Nationals romp Cardinals to pull within one win of the World Series

WASHINGTON -- The governor is off now, no longer are the Nationals dealing with nip-and-tuck, cross-your-fingers baseball. They have turned into the heavy. 

A gleeful Monday evening at Nationals Park finished with a 3-0 National League Championship Series lead. The first NLCS home game in team history accelerated from tight to comfortable while Stephen Strasburg cruised along. The crux of the series has become clear in the simplest of terms: St. Louis can’t hit what the Washington starters are throwing. Patrick Corbin will try to end it Tuesday night. If he does, the once 19-31 Nationals will start the World Series Oct. 22 in either Houston or New York. 

Monday’s 8-1 pummeling of St. Louis provides Washington with daunting leverage. Teams leading the best-of-seven NLCS 3-0 have won the series 100 percent of time. The Nationals exist as a massive favorite to advance and likely to do so at home. Opposing Corbin on Tuesday is Dakota Hudson, a 24-year-old who led the league in walks and lasted just 4 ⅔ innings against Atlanta in the NLDS.

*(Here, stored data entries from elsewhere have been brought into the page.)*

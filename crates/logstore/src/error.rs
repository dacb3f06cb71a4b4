use std::io;

use thiserror::Error;

/// Errors that can occur during log store operations.
///
/// An absent key is not an error: lookups return `Ok(None)` for it.
#[derive(Debug, Error)]
pub enum StoreError {
    /// The log (or an export target) could not be opened, created, read or
    /// written. Also covers positioned reads that run past end-of-file.
    #[error("io error: {0}")]
    Io(#[from] io::Error),

    /// A record's bytes did not deserialize into the requested shape.
    #[error("parse error: {0}")]
    Parse(#[from] serde_json::Error),

    /// The writer refused a record that would not fit on one line.
    #[error("invalid record: {0}")]
    InvalidRecord(String),

    /// A field path was empty or contained an empty segment.
    #[error("invalid field path: {0:?}")]
    InvalidFieldPath(String),
}

/// Shorthand for results carrying a [`StoreError`].
pub type Result<T> = std::result::Result<T, StoreError>;
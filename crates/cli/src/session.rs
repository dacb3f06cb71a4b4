use std::path::{Path, PathBuf};

use config::StoreConfig;
use logstore::{LogReader, LogWriter};
use tracing::info;

/// Result of executing one shell command.
#[derive(Debug, Clone, PartialEq, Eq)]
pub enum Reply {
    /// Text to print (may span several lines, never ends with `\n`).
    Output(String),
    /// The user asked to leave.
    Exit,
}

fn out(s: impl Into<String>) -> Reply {
    Reply::Output(s.into())
}

/// One shell session over a single log file.
///
/// Holds at most one writer and one reader. They are not coordinated: a
/// reader sees only what its last scan found, so records appended after
/// `OPEN` stay invisible until `REINDEX`.
pub struct Session {
    path: PathBuf,
    config: StoreConfig,
    writer: Option<LogWriter>,
    reader: Option<LogReader>,
}

impl Session {
    pub fn new<P: AsRef<Path>>(path: P, config: StoreConfig) -> Self {
        Self {
            path: path.as_ref().to_path_buf(),
            config,
            writer: None,
            reader: None,
        }
    }

    pub fn path(&self) -> &Path {
        &self.path
    }

    /// Parses and executes one input line.
    pub fn execute(&mut self, line: &str) -> Reply {
        let line = line.trim();
        let (cmd, rest) = match line.split_once(char::is_whitespace) {
            Some((c, r)) => (c, r.trim()),
            None => (line, ""),
        };
        if cmd.is_empty() {
            return out("");
        }

        match cmd.to_uppercase().as_str() {
            "CREATE" => self.create(),
            "APPEND" => self.append(rest),
            "CLOSE" => self.close(),
            "OPEN" => self.open(),
            "GET" => self.get(rest),
            "FIELD" => self.field(rest),
            "REINDEX" => self.reindex(),
            "SAVE" => self.save(rest),
            "KEYS" => self.keys(),
            "STATS" => self.stats(),
            "EXIT" | "QUIT" => Reply::Exit,
            other => out(format!("unknown command: {}", other)),
        }
    }

    fn create(&mut self) -> Reply {
        if self.writer.is_some() {
            return out("ERR writer already open (use CLOSE)");
        }
        match LogWriter::create_with_config(&self.path, &self.config) {
            Ok(w) => {
                info!(path = %self.path.display(), "created log");
                self.writer = Some(w);
                out("OK")
            }
            Err(e) => out(format!("ERR create failed: {}", e)),
        }
    }

    fn append(&mut self, record: &str) -> Reply {
        if record.is_empty() {
            return out("ERR usage: APPEND <json>");
        }
        let w = match self.writer.as_mut() {
            Some(w) => w,
            None => return out("ERR no writer (use CREATE)"),
        };
        match w.append(record.as_bytes()) {
            Ok(()) => out("OK"),
            Err(e) => out(format!("ERR append failed: {}", e)),
        }
    }

    fn close(&mut self) -> Reply {
        let w = match self.writer.take() {
            Some(w) => w,
            None => return out("ERR no writer"),
        };
        let (records, bytes) = (w.records_written(), w.bytes_written());
        match w.close() {
            Ok(()) => out(format!("OK ({} records, {} bytes)", records, bytes)),
            Err(e) => out(format!("ERR close failed: {}", e)),
        }
    }

    fn open(&mut self) -> Reply {
        match LogReader::open_with_config(&self.path, self.config.clone()) {
            Ok(r) => {
                let n = r.len();
                self.reader = Some(r);
                out(format!("OK ({} keys)", n))
            }
            Err(e) => out(format!("ERR open failed: {}", e)),
        }
    }

    fn get(&self, key: &str) -> Reply {
        if key.is_empty() {
            return out("ERR usage: GET <key>");
        }
        let r = match self.reader.as_ref() {
            Some(r) => r,
            None => return out("ERR no reader (use OPEN)"),
        };
        match r.get_raw(key) {
            Ok(Some(raw)) => out(String::from_utf8_lossy(&raw)),
            Ok(None) => out("(nil)"),
            Err(e) => out(format!("ERR read failed: {}", e)),
        }
    }

    fn field(&self, args: &str) -> Reply {
        let mut parts = args.split_whitespace();
        let (key, path) = match (parts.next(), parts.next()) {
            (Some(k), Some(p)) => (k, p),
            _ => return out("ERR usage: FIELD <key> <path>"),
        };
        let r = match self.reader.as_ref() {
            Some(r) => r,
            None => return out("ERR no reader (use OPEN)"),
        };
        match r.field(key, path) {
            Ok(Some(f)) => match f.value() {
                Some(v) => out(v.to_string()),
                None => out("(absent)"),
            },
            Ok(None) => out("(nil)"),
            Err(e) => out(format!("ERR field failed: {}", e)),
        }
    }

    fn reindex(&mut self) -> Reply {
        let r = match self.reader.as_mut() {
            Some(r) => r,
            None => return out("ERR no reader (use OPEN)"),
        };
        match r.reindex() {
            Ok(()) => out(format!("OK ({} keys)", r.len())),
            Err(e) => out(format!("ERR reindex failed: {}", e)),
        }
    }

    fn save(&self, target: &str) -> Reply {
        if target.is_empty() {
            return out("ERR usage: SAVE <path>");
        }
        let r = match self.reader.as_ref() {
            Some(r) => r,
            None => return out("ERR no reader (use OPEN)"),
        };
        match r.save_index(target) {
            Ok(()) => out("OK"),
            Err(e) => out(format!("ERR save failed: {}", e)),
        }
    }

    fn keys(&self) -> Reply {
        let r = match self.reader.as_ref() {
            Some(r) => r,
            None => return out("ERR no reader (use OPEN)"),
        };
        if r.is_empty() {
            return out("(empty)");
        }
        let mut lines: Vec<String> = r
            .keys()
            .into_iter()
            .filter_map(|key| {
                r.entry(key)
                    .map(|e| format!("{} @ {}+{}", key, e.offset, e.length))
            })
            .collect();
        lines.push(format!("({} keys)", r.len()));
        out(lines.join("\n"))
    }

    fn stats(&self) -> Reply {
        let writer = match &self.writer {
            Some(w) => format!(
                "writer: records={} bytes={}",
                w.records_written(),
                w.bytes_written()
            ),
            None => "writer: (closed)".to_string(),
        };
        let reader = match &self.reader {
            Some(r) => format!("reader: {:?}", r),
            None => "reader: (closed)".to_string(),
        };
        out(format!(
            "path={}\n{}\n{}",
            self.path.display(),
            writer,
            reader
        ))
    }
}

Again pulling the weight was a Nationals starting pitcher. Strasburg managed a strange seventh-inning situation to finish with just one unearned run allowed. Washington starters have allowed zero earned runs in 21 ⅔ innings this series. Little is left to be said about their dominance of a middling St. Louis lineup rendered fully inept. 

The bottom of the third inning was part anomaly, part predictable. St. Louis starter Jack Flaherty moved through the first two innings with little to shudder about. Victor Robles, back in the lineup for the first time in 10 days, began the third with a single. Strasburg bunted him to second. Adam Eaton singled with two outs to drive in Robles. Anthony Rendon’s rapidly sinking fly ball to left rattled out of Marcell Ozuna’s glove while he slid. Eaton scored. Juan Soto walked. Howie Kendrick arrived at a 2-1 count versus the teetering Flaherty. His double into the gap scored two more, promoting him to shark clap toward the dugout and high-on-life Gerardo Parra to grab and tap a mini stuffed shark hanging from the mesh in front of the dugout. 

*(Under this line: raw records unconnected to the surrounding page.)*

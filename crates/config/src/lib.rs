//! # Config - shared log store conventions
//!
//! The writer and reader of a log file must agree on a handful of on-disk
//! conventions: which JSON field carries the record key and which leading
//! byte marks a comment line. [`StoreConfig`] carries those, plus the
//! writer's fsync policy.
//!
//! Binaries load it from the environment:
//!
//! ```text
//! LOGSTORE_KEY_FIELD       key field name            (default: "Key")
//! LOGSTORE_COMMENT_MARKER  comment line marker       (default: "#")
//! LOGSTORE_SYNC            fsync every append        (default: "false")
//! ```

/// Default name of the JSON field holding a record's key.
pub const DEFAULT_KEY_FIELD: &str = "Key";

/// Default leading byte of a comment line.
pub const DEFAULT_COMMENT_MARKER: u8 = b'#';

/// Settings shared by `LogWriter` and `LogReader`.
#[derive(Debug, Clone, PartialEq, Eq)]
pub struct StoreConfig {
    /// Name of the top-level JSON field whose string value is the record key.
    pub key_field: String,
    /// Lines starting with this byte carry no record.
    pub comment_marker: u8,
    /// If true, the writer fsyncs after every append.
    pub sync_on_append: bool,
}

impl Default for StoreConfig {
    fn default() -> Self {
        Self {
            key_field: DEFAULT_KEY_FIELD.to_string(),
            comment_marker: DEFAULT_COMMENT_MARKER,
            sync_on_append: false,
        }
    }
}

/// Reads a configuration value from the environment, falling back to `default`.
fn env_or(key: &str, default: &str) -> String {
    std::env::var(key).unwrap_or_else(|_| default.to_string())
}

impl StoreConfig {
    /// Builds a config from `LOGSTORE_*` environment variables.
    ///
    /// Missing or unparsable values fall back to the defaults. An empty
    /// `LOGSTORE_KEY_FIELD` is treated as missing.
    pub fn from_env() -> Self {
        let defaults = Self::default();

        let key_field = env_or("LOGSTORE_KEY_FIELD", DEFAULT_KEY_FIELD);
        let key_field = if key_field.is_empty() {
            defaults.key_field
        } else {
            key_field
        };

        let comment_marker = std::env::var("LOGSTORE_COMMENT_MARKER")
            .ok()
            .and_then(|v| v.as_bytes().first().copied())
            .unwrap_or(defaults.comment_marker);

        let sync_on_append: bool = env_or("LOGSTORE_SYNC", "false")
            .parse()
            .unwrap_or(defaults.sync_on_append);

        Self {
            key_field,
            comment_marker,
            sync_on_append,
        }
    }

    /// Sets the key field name.
    #[must_use]
    pub fn with_key_field(mut self, key_field: impl Into<String>) -> Self {
        self.key_field = key_field.into();
        self
    }

    /// Sets the comment marker byte.
    #[must_use]
    pub fn with_comment_marker(mut self, marker: u8) -> Self {
        self.comment_marker = marker;
        self
    }

    /// Sets whether the writer fsyncs after every append.
    #[must_use]
    pub fn with_sync_on_append(mut self, sync: bool) -> Self {
        self.sync_on_append = sync;
        self
    }
}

Flaherty had not allowed four or more runs in an inning since June 25; 20 starts ago. He allowed four earned runs total in six September starts. Flaherty threw one more inning Monday before giving way to the bullpen. He lasted four innings, a deflating evening for the Cardinals’ top pitcher in a game they had to win. 

Kendrick and Ryan Zimmerman delivered back-to-back doubles in the fifth to bump the lead to 6-0. Robles homered in the sixth to go up 7-0. Zimmerman's single drove Kendrick across the plate in the eighth. In the meantime, Strasburg racked up strikeouts with changeups and curveballs before a splash of trouble in the seventh. 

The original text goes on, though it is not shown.